Feb 1 (Reuters) - iHeartMedia Inc said on Thursday it had skipped a $106 million interest payment, the first time it has done so, as the largest U.S. radio station owner continues to negotiate with its creditors in search of relief from its $20 billion debt burden.
Skipping the payment kicks off a 30-day grace period, giving the owner of radio stations including Z100 and 106.7 Lite FM more time to restructure its debt load and avoid bankruptcy. iHeart has been negotiating with creditors for at least two years.
If iHeart does not reach a deal with creditors when the 30 days are up, and still does not make the payment, the creditors can call their debt due immediately, potentially pushing the company into bankruptcy.
Another complication for iHeart is that the payment due on Thursday was for debt tied to a junior, subordinated part of iHeart’s capital structure. Had iHeart made that payment, it may have upset debt investors who are more senior in the company’s capital structure and have a greater claim on the company’s assets.

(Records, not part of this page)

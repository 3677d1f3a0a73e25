//! Export job repository.

use chrono::{DateTime, Utc};

use skt_core::audit_detail::{ExportDownloadedDetail, ExportRequestedDetail};
use skt_core::entities::ExportJob;
use skt_core::enums::{AuditAction, ExportFormat, ExportStatus, ResourceType};
use skt_core::ids::PREFIX_EXPORT;
use skt_core::responses::{ExportDownload, Page, PageRequest, Pagination};
use skt_core::validation::NewExportJob;

use crate::error::DatabaseError;
use crate::helpers::{
    fmt_ts, get_bool, get_opt_string, get_u64, now, parse_datetime, parse_enum, parse_json,
    parse_optional_datetime, sql_int, to_json_text,
};
use crate::repos::audit::{Actor, AuditRecord};
use crate::service::SktService;

const SELECT_COLS: &str = "id, programme_id, format, destination, status, requested_by, \
     requested_at, completed_at, file_path, error_message, filters, include_pii";

fn row_to_export(row: &libsql::Row) -> Result<ExportJob, DatabaseError> {
    Ok(ExportJob {
        id: row.get(0)?,
        programme_id: row.get(1)?,
        format: parse_enum(&row.get::<String>(2)?)?,
        destination: parse_enum(&row.get::<String>(3)?)?,
        status: parse_enum(&row.get::<String>(4)?)?,
        requested_by: row.get(5)?,
        requested_at: parse_datetime(&row.get::<String>(6)?)?,
        completed_at: parse_optional_datetime(get_opt_string(row, 7)?.as_deref())?,
        file_path: get_opt_string(row, 8)?,
        error_message: get_opt_string(row, 9)?,
        filters: parse_json(&row.get::<String>(10)?)?,
        include_pii: get_bool(row, 11)?,
    })
}

/// Filter criteria for export job listings.
#[derive(Debug, Default, Clone)]
pub struct ExportFilter {
    /// `None` lists jobs of every programme.
    pub programme_id: Option<String>,
    pub status: Option<ExportStatus>,
    pub format: Option<ExportFormat>,
}

impl SktService {
    /// Record a PENDING export job. The caller starts processing when the
    /// schedule asks for it.
    pub async fn create_export_job(
        &self,
        programme_id: &str,
        new: NewExportJob,
        actor: &Actor,
    ) -> Result<ExportJob, DatabaseError> {
        self.get_programme(programme_id).await?;

        let now = now();
        let id = self.db().generate_id(PREFIX_EXPORT).await?;
        self.db()
            .conn()
            .execute(
                "INSERT INTO export_jobs (id, programme_id, format, destination, status, requested_by, requested_at, filters, include_pii)
                 VALUES (?1, ?2, ?3, ?4, ?5, ?6, ?7, ?8, ?9)",
                libsql::params![
                    id.as_str(),
                    programme_id,
                    new.format.as_str(),
                    new.destination.as_str(),
                    ExportStatus::Pending.as_str(),
                    new.requested_by.as_str(),
                    fmt_ts(now),
                    to_json_text(&new.filters)?,
                    i64::from(new.include_pii)
                ],
            )
            .await?;

        let job = ExportJob {
            id: id.clone(),
            programme_id: programme_id.to_string(),
            format: new.format,
            destination: new.destination,
            status: ExportStatus::Pending,
            requested_by: new.requested_by,
            requested_at: now,
            completed_at: None,
            file_path: None,
            error_message: None,
            filters: new.filters,
            include_pii: new.include_pii,
        };

        self.record_audit(
            actor,
            AuditRecord {
                programme_id: Some(programme_id),
                action: AuditAction::CreateExportJob,
                resource_type: ResourceType::ExportJob,
                resource_id: Some(&id),
                meta: ExportRequestedDetail {
                    format: job.format,
                    destination: job.destination,
                    include_pii: job.include_pii,
                },
            },
        )
        .await?;

        Ok(job)
    }

    pub async fn get_export_job(&self, id: &str) -> Result<ExportJob, DatabaseError> {
        let mut rows = self
            .db()
            .conn()
            .query(
                &format!("SELECT {SELECT_COLS} FROM export_jobs WHERE id = ?1"),
                [id],
            )
            .await?;
        let row = rows
            .next()
            .await?
            .ok_or_else(|| DatabaseError::not_found("Export job"))?;
        row_to_export(&row)
    }

    /// Jobs newest first.
    pub async fn list_export_jobs(
        &self,
        filter: &ExportFilter,
        page: PageRequest,
    ) -> Result<Page<ExportJob>, DatabaseError> {
        let mut conditions = Vec::new();
        let mut params: Vec<libsql::Value> = Vec::new();
        if let Some(ref programme_id) = filter.programme_id {
            params.push(programme_id.clone().into());
            conditions.push(format!("programme_id = ?{}", params.len()));
        }
        if let Some(status) = filter.status {
            params.push(status.as_str().into());
            conditions.push(format!("status = ?{}", params.len()));
        }
        if let Some(format) = filter.format {
            params.push(format.as_str().into());
            conditions.push(format!("format = ?{}", params.len()));
        }
        let where_clause = if conditions.is_empty() {
            String::new()
        } else {
            format!("WHERE {}", conditions.join(" AND "))
        };

        let mut rows = self
            .db()
            .conn()
            .query(
                &format!("SELECT COUNT(*) FROM export_jobs {where_clause}"),
                libsql::params_from_iter(params.clone()),
            )
            .await?;
        let total = match rows.next().await? {
            Some(row) => get_u64(&row, 0)?,
            None => 0,
        };

        let sql = format!(
            "SELECT {SELECT_COLS} FROM export_jobs {where_clause}
             ORDER BY requested_at DESC, rowid DESC LIMIT {} OFFSET {}",
            page.limit,
            sql_int(page.offset())
        );
        let mut rows = self
            .db()
            .conn()
            .query(&sql, libsql::params_from_iter(params))
            .await?;
        let mut items = Vec::new();
        while let Some(row) = rows.next().await? {
            items.push(row_to_export(&row)?);
        }

        Ok(Page {
            items,
            pagination: Pagination::new(page.page, page.limit, total),
        })
    }

    /// Describe where a completed export can be fetched from.
    pub async fn export_download(
        &self,
        id: &str,
        actor: &Actor,
    ) -> Result<ExportDownload, DatabaseError> {
        let job = self.get_export_job(id).await?;
        if job.status != ExportStatus::Completed {
            return Err(DatabaseError::InvalidState(
                "Export job is not completed yet".into(),
            ));
        }
        let file_path = job
            .file_path
            .clone()
            .ok_or_else(|| DatabaseError::NotFound("Export file not found".into()))?;

        self.record_audit(
            actor,
            AuditRecord {
                programme_id: Some(&job.programme_id),
                action: AuditAction::DownloadExport,
                resource_type: ResourceType::ExportJob,
                resource_id: Some(id),
                meta: ExportDownloadedDetail {
                    format: job.format,
                    include_pii: job.include_pii,
                },
            },
        )
        .await?;

        Ok(ExportDownload {
            download_url: format!("/api/exports/file/{id}"),
            file_path,
            format: job.format,
        })
    }

    /// Move a job to `next`, recording completion details when given.
    pub(crate) async fn transition_export_job(
        &self,
        job: &ExportJob,
        next: ExportStatus,
        completion: ExportCompletion<'_>,
    ) -> Result<(), DatabaseError> {
        if !job.status.can_transition_to(next) {
            return Err(DatabaseError::InvalidState(format!(
                "Export job cannot move from {} to {next}",
                job.status
            )));
        }
        self.db()
            .conn()
            .execute(
                "UPDATE export_jobs
                 SET status = ?1,
                     completed_at = coalesce(?2, completed_at),
                     file_path = coalesce(?3, file_path),
                     error_message = coalesce(?4, error_message)
                 WHERE id = ?5",
                libsql::params![
                    next.as_str(),
                    completion.completed_at.map(fmt_ts),
                    completion.file_path,
                    completion.error_message,
                    job.id.as_str()
                ],
            )
            .await?;
        Ok(())
    }
}

/// Optional fields written alongside an export status change.
#[derive(Debug, Default, Clone, Copy)]
pub(crate) struct ExportCompletion<'a> {
    pub completed_at: Option<DateTime<Utc>>,
    pub file_path: Option<&'a str>,
    pub error_message: Option<&'a str>,
}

The latest public proposal by creditors for a debt restructuring, released late last year, called for the senior creditors to take the bulk of the equity in a recapitalized iHeart. The existing owners, buyout firms Bain Capital LLC and Thomas H. Lee Partners LP, would keep small stakes in the company.
The radio station owner tried to trim its debt load by up to $4.3 billion a year ago, according to an estimate by credit ratings agency Fitch Ratings, by convincing its lenders and bond investors to exchange some of their debt holdings. But the company has not received enough support to finalize these arrangements. (Reporting by Jessica DiNapoli in New York; Editing by Susan Thomas)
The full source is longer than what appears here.